- _Problem_: Go through the records and report each line in which the word "items" occurs.

- _Dataset extract_:
-*-*-

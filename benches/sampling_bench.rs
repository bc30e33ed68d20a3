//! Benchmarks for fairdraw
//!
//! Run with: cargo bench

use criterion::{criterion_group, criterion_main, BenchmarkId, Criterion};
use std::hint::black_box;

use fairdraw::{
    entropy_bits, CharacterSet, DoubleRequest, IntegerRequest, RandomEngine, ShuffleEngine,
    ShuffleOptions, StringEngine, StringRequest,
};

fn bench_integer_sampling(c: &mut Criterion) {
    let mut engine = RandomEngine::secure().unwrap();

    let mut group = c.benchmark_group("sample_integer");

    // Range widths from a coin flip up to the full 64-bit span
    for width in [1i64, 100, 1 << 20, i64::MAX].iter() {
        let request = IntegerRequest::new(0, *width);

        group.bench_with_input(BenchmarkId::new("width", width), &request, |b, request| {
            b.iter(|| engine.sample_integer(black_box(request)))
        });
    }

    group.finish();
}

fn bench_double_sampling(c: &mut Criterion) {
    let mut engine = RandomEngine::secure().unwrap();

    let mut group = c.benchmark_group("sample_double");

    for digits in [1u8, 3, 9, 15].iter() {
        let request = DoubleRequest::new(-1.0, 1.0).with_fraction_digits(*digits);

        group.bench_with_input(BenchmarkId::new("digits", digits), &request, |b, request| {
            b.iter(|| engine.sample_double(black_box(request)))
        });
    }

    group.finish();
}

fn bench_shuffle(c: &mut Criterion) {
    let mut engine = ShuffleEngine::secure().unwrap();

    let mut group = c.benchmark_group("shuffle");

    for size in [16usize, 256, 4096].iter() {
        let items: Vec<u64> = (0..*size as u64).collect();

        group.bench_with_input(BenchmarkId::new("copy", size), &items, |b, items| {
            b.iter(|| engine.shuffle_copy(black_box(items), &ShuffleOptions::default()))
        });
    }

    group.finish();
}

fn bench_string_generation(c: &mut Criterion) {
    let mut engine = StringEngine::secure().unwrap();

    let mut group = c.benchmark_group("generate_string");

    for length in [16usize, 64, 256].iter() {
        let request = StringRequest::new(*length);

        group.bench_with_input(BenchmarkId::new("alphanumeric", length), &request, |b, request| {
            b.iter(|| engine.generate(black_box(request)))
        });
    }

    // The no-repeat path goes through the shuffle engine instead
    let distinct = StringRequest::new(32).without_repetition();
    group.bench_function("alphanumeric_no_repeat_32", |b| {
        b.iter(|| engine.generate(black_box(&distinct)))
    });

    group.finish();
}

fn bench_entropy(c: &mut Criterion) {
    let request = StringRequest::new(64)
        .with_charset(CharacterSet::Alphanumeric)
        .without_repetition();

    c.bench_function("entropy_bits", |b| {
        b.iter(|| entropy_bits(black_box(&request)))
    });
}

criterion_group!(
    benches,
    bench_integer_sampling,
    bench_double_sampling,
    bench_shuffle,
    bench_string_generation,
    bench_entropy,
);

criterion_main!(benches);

-*-*-

- _Output for this task_:
        let items: Vec<u64> = (0..*size as u64).collect();
        group.bench_with_input(BenchmarkId::new("copy", size), &items, |b, items| {
            b.iter(|| engine.shuffle_copy(black_box(items), &ShuffleOptions::default()))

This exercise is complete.